■ WHAT THE TASK REQUIRES: Every line that holds the word "ChainProviderError" needs to be copied from the data below.
+++ THE DATA
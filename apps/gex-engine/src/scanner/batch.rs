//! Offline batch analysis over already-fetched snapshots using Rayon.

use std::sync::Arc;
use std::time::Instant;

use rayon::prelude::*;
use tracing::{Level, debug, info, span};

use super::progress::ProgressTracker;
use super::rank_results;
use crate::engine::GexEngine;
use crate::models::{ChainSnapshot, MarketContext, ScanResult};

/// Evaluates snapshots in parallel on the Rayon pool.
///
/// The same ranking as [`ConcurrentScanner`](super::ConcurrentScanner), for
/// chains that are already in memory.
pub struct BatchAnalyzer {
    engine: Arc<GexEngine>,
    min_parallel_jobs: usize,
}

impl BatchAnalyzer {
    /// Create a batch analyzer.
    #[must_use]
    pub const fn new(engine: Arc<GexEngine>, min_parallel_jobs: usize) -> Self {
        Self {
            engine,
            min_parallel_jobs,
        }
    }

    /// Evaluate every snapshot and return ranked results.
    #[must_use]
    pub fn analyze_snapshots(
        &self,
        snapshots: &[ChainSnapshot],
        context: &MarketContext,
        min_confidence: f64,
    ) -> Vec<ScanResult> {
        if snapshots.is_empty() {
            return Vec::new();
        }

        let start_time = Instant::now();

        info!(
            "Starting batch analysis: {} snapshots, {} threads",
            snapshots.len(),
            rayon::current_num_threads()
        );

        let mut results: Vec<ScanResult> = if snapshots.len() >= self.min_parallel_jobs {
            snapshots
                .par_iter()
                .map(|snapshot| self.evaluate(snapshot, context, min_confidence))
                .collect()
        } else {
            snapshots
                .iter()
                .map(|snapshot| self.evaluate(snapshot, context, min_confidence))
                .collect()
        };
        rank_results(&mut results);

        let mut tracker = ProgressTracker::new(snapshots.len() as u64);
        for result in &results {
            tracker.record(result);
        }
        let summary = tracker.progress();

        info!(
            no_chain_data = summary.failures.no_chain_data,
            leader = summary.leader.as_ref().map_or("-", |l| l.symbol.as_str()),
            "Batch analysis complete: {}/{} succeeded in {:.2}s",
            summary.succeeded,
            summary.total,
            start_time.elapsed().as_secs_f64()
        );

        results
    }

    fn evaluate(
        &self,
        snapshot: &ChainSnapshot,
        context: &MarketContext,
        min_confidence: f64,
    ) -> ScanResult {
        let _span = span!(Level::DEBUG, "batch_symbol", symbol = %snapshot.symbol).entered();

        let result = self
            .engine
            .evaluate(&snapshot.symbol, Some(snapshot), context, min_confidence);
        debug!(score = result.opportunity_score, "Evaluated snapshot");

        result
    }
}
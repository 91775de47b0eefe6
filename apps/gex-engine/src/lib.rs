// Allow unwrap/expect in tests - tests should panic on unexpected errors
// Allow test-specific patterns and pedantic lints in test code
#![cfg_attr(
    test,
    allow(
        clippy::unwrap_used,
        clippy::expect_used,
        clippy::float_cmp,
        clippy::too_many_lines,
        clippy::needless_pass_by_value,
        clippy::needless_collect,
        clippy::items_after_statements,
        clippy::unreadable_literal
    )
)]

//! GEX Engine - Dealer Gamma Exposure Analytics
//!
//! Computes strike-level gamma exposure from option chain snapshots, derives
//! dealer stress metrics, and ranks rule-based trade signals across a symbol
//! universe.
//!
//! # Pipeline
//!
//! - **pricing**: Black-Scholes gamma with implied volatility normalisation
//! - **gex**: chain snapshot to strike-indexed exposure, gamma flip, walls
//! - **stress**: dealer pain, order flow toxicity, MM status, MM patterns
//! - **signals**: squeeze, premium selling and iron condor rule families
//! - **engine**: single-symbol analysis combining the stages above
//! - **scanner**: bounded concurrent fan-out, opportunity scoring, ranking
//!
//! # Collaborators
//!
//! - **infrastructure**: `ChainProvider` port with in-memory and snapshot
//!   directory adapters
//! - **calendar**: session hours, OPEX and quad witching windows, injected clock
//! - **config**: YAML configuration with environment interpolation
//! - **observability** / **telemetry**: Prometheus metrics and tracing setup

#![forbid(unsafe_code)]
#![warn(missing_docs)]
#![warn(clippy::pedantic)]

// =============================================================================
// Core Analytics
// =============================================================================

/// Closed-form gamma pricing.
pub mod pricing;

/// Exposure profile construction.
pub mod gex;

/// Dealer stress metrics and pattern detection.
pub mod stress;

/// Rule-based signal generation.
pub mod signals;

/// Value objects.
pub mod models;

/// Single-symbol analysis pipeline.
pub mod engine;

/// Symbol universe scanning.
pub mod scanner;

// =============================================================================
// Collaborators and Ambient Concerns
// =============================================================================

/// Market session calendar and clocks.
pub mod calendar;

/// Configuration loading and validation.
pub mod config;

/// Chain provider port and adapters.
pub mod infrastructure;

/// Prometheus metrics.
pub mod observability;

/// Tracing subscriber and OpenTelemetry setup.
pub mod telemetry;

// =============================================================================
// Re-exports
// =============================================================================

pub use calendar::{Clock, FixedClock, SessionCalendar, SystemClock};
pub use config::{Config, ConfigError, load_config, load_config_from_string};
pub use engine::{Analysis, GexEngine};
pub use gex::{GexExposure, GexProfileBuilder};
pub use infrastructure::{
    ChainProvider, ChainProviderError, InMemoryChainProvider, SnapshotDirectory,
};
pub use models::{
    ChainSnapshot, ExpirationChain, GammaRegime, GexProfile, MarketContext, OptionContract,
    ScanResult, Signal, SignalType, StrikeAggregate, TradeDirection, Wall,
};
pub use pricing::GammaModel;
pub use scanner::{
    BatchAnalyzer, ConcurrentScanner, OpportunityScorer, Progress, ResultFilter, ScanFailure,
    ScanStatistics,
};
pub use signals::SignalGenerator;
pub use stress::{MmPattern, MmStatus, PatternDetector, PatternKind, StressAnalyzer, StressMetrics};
++++++
+++ THE DATA
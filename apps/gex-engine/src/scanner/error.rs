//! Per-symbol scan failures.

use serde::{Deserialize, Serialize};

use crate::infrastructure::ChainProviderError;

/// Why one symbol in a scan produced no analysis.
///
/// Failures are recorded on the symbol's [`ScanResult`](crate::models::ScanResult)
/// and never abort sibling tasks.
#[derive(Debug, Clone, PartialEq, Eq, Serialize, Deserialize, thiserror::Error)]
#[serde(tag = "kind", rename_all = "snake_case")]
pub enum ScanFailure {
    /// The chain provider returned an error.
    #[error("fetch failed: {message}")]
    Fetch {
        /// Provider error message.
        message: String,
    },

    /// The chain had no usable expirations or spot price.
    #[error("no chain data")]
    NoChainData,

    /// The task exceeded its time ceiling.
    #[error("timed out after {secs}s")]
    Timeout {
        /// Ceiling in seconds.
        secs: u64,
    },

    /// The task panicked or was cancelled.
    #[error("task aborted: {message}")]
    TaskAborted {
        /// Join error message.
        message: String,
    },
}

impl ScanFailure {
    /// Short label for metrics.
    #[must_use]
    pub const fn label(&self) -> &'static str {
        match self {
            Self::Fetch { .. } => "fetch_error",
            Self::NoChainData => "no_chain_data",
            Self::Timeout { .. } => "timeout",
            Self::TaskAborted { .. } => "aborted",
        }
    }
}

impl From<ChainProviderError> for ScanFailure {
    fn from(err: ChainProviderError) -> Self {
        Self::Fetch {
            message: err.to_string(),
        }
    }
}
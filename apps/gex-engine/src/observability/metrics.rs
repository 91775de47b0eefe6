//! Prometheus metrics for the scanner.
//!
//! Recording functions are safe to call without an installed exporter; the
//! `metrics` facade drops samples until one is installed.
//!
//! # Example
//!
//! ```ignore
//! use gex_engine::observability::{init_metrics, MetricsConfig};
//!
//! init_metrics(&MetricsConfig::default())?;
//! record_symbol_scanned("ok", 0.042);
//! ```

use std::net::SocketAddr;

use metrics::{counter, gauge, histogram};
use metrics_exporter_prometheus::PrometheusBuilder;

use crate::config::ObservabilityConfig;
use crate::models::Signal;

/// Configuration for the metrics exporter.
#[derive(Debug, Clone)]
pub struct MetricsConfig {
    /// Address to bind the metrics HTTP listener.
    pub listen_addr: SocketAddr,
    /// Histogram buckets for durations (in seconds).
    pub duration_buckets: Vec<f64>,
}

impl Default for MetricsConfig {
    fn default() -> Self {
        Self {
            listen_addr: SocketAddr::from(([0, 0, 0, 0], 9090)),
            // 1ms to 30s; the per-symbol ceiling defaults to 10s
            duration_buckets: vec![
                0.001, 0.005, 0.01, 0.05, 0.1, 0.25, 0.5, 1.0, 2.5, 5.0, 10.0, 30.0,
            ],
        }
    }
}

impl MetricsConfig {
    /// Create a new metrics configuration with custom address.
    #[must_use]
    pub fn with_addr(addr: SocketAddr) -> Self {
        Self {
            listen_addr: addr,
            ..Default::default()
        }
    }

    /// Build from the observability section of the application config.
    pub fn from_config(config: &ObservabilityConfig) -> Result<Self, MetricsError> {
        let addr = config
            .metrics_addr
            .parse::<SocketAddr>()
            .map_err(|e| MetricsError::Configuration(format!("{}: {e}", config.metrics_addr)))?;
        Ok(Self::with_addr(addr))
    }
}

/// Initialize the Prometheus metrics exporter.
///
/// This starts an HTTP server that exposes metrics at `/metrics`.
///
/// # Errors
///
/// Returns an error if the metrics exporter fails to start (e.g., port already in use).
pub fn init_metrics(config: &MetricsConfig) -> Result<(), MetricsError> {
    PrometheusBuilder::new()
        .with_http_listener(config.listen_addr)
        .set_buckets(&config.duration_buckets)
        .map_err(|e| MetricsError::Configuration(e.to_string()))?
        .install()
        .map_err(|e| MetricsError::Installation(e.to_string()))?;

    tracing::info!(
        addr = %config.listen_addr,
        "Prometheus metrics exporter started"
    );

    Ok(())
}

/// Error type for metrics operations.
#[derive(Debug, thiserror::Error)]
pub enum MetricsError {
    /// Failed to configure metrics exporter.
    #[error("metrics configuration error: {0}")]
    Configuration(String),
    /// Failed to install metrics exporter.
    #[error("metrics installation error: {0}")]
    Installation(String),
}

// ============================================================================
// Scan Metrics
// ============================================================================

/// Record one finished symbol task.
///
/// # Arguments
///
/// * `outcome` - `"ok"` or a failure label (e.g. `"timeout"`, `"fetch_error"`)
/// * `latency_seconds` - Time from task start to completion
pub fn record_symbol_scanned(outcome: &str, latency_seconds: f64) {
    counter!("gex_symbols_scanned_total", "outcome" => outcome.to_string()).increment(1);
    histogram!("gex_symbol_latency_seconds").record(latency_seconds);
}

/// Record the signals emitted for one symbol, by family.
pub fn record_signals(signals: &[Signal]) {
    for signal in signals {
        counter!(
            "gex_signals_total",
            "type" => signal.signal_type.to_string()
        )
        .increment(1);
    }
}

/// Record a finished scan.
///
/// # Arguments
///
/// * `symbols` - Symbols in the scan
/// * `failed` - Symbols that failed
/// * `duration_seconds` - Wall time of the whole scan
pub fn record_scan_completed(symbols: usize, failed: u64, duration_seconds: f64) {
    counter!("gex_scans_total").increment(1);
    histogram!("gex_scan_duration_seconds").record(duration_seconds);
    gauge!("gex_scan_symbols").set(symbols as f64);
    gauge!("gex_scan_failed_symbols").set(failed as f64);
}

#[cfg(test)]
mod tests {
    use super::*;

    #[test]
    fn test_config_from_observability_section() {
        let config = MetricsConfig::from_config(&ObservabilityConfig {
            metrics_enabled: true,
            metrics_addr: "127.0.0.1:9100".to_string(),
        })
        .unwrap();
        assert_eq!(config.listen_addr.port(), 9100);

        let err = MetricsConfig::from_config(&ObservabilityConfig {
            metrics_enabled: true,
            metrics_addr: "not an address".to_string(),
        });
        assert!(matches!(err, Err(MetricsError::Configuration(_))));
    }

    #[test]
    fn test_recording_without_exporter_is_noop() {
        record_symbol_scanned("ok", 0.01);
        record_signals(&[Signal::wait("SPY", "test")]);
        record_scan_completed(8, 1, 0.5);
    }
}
++++++
■ WRITTEN SOLUTION:
    ChainProvider, ChainProviderError, InMemoryChainProvider, SnapshotDirectory,
use crate::infrastructure::ChainProviderError;
impl From<ChainProviderError> for ScanFailure {
    fn from(err: ChainProviderError) -> Self {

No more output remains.